Além de erguer a infraestrutura que receberia o colono, era fundamental, também, atraí-lo para o país. E arregimentar imigrantes era, sobretudo, uma tarefa política.
Os ouvidos europeus eram suscetíveis ao discurso de recomeçar a vida no Brasil. Mas, não importa a região que ambicionavam ocupar, todos tinham como primeiro destino a capital do Império. De lá, o governo despachava-os país afora. Recebia mais colonos quem tinha maior trânsito entre as autoridades federais. Era o caso de Francisco Maria de Sá e Benevides, herdeiro do governador-geral Mem de Sá e presidente da província do Pará. Benevides conseguiu levar para seus domínios até europeus que não queriam ir para o Norte brasileiro.
- Só a viagem do Rio ao Pará durava dois meses - ressalta Nunes. - Mas o sonho de Benevides em revolucionar a agricultura não durou muito. Quando viram as condições em que deveriam trabalhar, os europeus fizeram seu descontentamento atravessar fronteiras.
Houve uma época em que os imigrantes, ainda no barco a caminho do Brasil, diziam que sob hipótese alguma morariam no Pará.
Os colonos pioneiros, desavisados, suaram a camisa para tornar a região minimamente habitável. Dada a exuberância da Amazônia, o governo teria de gastar fortunas para contratar trabalhadores que pusessem abaixo aquelas árvores gigantescas. Esta missão, portanto, foi empurrada aos imigrantes. Como enxadas e terçadas, os instrumentos básicos para empreender a devastação, eram escassos, os franceses precisavam dividir-se em grupos para se revezarem no uso das ferramentas.
A floresta era uma inimiga praticamente imbatível. Para derrubar a vegetação, era preciso queimá-la. Só é possível atear fogo após um período de seca - uma situação nada familiar àquela região.

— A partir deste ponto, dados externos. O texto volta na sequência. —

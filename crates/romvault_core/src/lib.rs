pub mod config;
pub mod error;
pub mod keys;
pub mod models;
pub mod systems;
pub mod traits;

pub mod prelude {
    pub use super::config::*;
    pub use super::error::*;
    pub use super::keys::*;
    pub use super::models::*;
    pub use super::systems::*;
    pub use super::traits::*;
}
use bytes::Bytes;
use futures::{StreamExt, TryStreamExt};
use opendal::{ErrorKind, Operator};
use romvault_core::prelude::*;
use std::time::Duration;
use tracing::debug;

fn map_err(path: &str) -> impl FnOnce(opendal::Error) -> StorageError + '_ {
    move |e| match e.kind() {
        ErrorKind::NotFound => StorageError::NotFound(path.to_string()),
        _ => StorageError::Generic(format!("OpenDAL Error: {e}")),
    }
}

#[derive(Clone)]
pub struct OpendalStorage {
    op: Operator,
    public_base_url: Option<String>,
}

impl OpendalStorage {
    /// Create a new storage from an OpenDAL Operator.
    /// The Operator can be configured for any supported backend e.g., s3, fs, gcs, etc.
    pub fn new(op: Operator) -> Self {
        Self {
            op,
            public_base_url: None,
        }
    }

    pub fn with_public_base_url(mut self, url: impl Into<String>) -> Self {
        self.public_base_url = Some(url.into());
        self
    }
}

impl StorageBackend for OpendalStorage {
    async fn put(&self, path: &str, data: Bytes, content_type: &str) -> Result<(), StorageError> {
        self.op
            .write_with(path, data)
            .content_type(content_type)
            .await
            .map_err(|e| StorageError::Generic(format!("OpenDAL Write Error: {e}")))?;

        Ok(())
    }

    async fn put_stream(
        &self,
        path: &str,
        mut stream: BodyStream,
        _content_length: Option<u64>,
        content_type: &str,
    ) -> Result<u64, StorageError> {
        let mut writer = self
            .op
            .writer_with(path)
            .content_type(content_type)
            .await
            .map_err(|e| StorageError::Generic(format!("OpenDAL Writer Error: {e}")))?;

        let mut written = 0u64;
        while let Some(chunk) = stream.next().await {
            let chunk = match chunk {
                Ok(chunk) => chunk,
                Err(e) => {
                    let _ = writer.abort().await;
                    return Err(StorageError::Io(e));
                }
            };
            written += chunk.len() as u64;
            writer
                .write(chunk)
                .await
                .map_err(|e| StorageError::Generic(format!("OpenDAL Write Error: {e}")))?;
        }
        writer
            .close()
            .await
            .map_err(|e| StorageError::Generic(format!("OpenDAL Close Error: {e}")))?;

        Ok(written)
    }

    async fn get_stream(&self, path: &str) -> Result<ByteStream, StorageError> {
        let reader = self.op.reader(path).await.map_err(map_err(path))?;
        let stream = reader
            .into_bytes_stream(..)
            .await
            .map_err(map_err(path))?;
        Ok(Box::pin(stream.map_err(StorageError::Io)))
    }

    async fn stat(&self, path: &str) -> Result<ObjectMeta, StorageError> {
        let meta = self.op.stat(path).await.map_err(map_err(path))?;
        Ok(ObjectMeta {
            size: meta.content_length(),
            last_modified: None,
            etag: meta.etag().map(|tag| tag.trim_matches('"').to_string()),
        })
    }

    async fn delete(&self, path: &str) -> Result<(), StorageError> {
        self.op
            .delete(path)
            .await
            .map_err(|e| StorageError::Generic(format!("OpenDAL Delete Error: {e}")))
    }

    async fn list(&self, prefix: &str) -> Result<Vec<String>, StorageError> {
        let dir = match prefix.rfind('/') {
            Some(idx) => &prefix[..=idx],
            None => "/",
        };
        let entries = match self.op.list_with(dir).recursive(true).await {
            Ok(entries) => entries,
            Err(e) if e.kind() == ErrorKind::NotFound => return Ok(Vec::new()),
            Err(e) => return Err(StorageError::Generic(format!("OpenDAL List Error: {e}"))),
        };

        let mut keys: Vec<String> = entries
            .into_iter()
            .filter(|entry| entry.metadata().is_file())
            .map(|entry| entry.path().trim_start_matches('/').to_string())
            .filter(|key| key.starts_with(prefix))
            .collect();
        keys.sort();
        Ok(keys)
    }

    async fn signed_url(&self, path: &str, ttl: Duration) -> Result<Option<String>, StorageError> {
        match self.op.presign_read(path, ttl).await {
            Ok(request) => Ok(Some(request.uri().to_string())),
            Err(e) if e.kind() == ErrorKind::Unsupported => {
                debug!("Backend cannot presign, falling back to proxy downloads");
                Ok(None)
            }
            Err(e) => Err(StorageError::Generic(format!("OpenDAL Presign Error: {e}"))),
        }
    }

    fn public_base_url(&self) -> Option<&str> {
        self.public_base_url.as_deref()
    }
}

#[cfg(test)]
mod tests {
    use super::*;
    use opendal::services::Memory;

    fn storage() -> OpendalStorage {
        let op = Operator::new(Memory::default()).unwrap().finish();
        OpendalStorage::new(op)
    }

    #[tokio::test]
    async fn round_trips_bytes() {
        let storage = storage();
        storage
            .put("roms/gb/tetris.gb", Bytes::from_static(b"tetris"), "application/octet-stream")
            .await
            .unwrap();

        assert_eq!(
            storage.read("roms/gb/tetris.gb").await.unwrap(),
            Bytes::from_static(b"tetris")
        );
        assert_eq!(storage.stat("roms/gb/tetris.gb").await.unwrap().size, 6);
    }

    #[tokio::test]
    async fn missing_keys_map_to_not_found() {
        let storage = storage();
        assert!(matches!(storage.stat("roms/gb/none.gb").await, Err(StorageError::NotFound(_))));
        assert!(!storage.exists("roms/gb/none.gb").await.unwrap());
    }

    #[tokio::test]
    async fn lists_by_prefix() {
        let storage = storage();
        for key in ["roms/gb/a.gb", "roms/gba/b.gba", "bios/gba/gba_bios.bin"] {
            storage.put(key, Bytes::from_static(b"x"), "").await.unwrap();
        }
        assert_eq!(
            storage.list("roms/gb/").await.unwrap(),
            vec!["roms/gb/a.gb".to_string()]
        );
        assert_eq!(storage.list("roms/").await.unwrap().len(), 2);
    }
}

- Benevides era chuvosa. Tanto assim que, muitas vezes, o colono não conseguia começar o plantio em seis meses, tempo em que ele recebia um auxílio financeiro do governo - assinala Nunes. - As sementes também costumavam demorar muito para chegar. E os franceses, acostumados a outro clima, não sabiam que culturas agrícolas explorar naquela terra. Muitos desistiram diante das dificuldades e fugiaram com os recursos que lhes foram repassados pela província.
O contato com a mata fechada não fez bem a muitos trabalhadores. Houve vários registros de "febres do mau caráter". Os enfermos registravam sintomas como elevação da temperatura corporal, dores e calafrios.
Além disso, somente no primeiro ano de existência da Benevides, nove colonos foram atacados por onças.
Quando a natureza já tornava-se um perigo razoavelmente domado, em 1877, outro adversário dos franceses estabeleceu-se em Benevides. Cearenses, expulsos de seu estado por uma forte seca, triplicaram a população da colônia em dois anos. Houve tanto estranhamento entre os dois grupos que o governo da província criou uma subdelegacia de polícia para cuidar dos impasses.
A disputa por terra indispôs cearenses e franceses, mas a falta de dinheiro os uniu.
Quando o governo anunciou que não daria mais auxílio financeiro aos novos habitantes, viu 700 revoltosos, de todas as origens, prenderem o diretor da colônia e ameaçarem ocupar o palácio provincial em Belém.
Benevides permaneceu com o título de colônia até 1900, quando uma reestruturação de comarcas do Pará a fez ser promovida a município.
- Há, na cidade, um certo orgulho pela origem francesa. Houve uma regularização fundiária e os agricultores receberam títulos definitivos de terra. Antes esses documentos eram provisórios e precisavam ser renovados a cada cinco anos - destaca Nunes.
Para uma colonização marcada por tantos entraves, Benevides tem mesmo o que celebrar.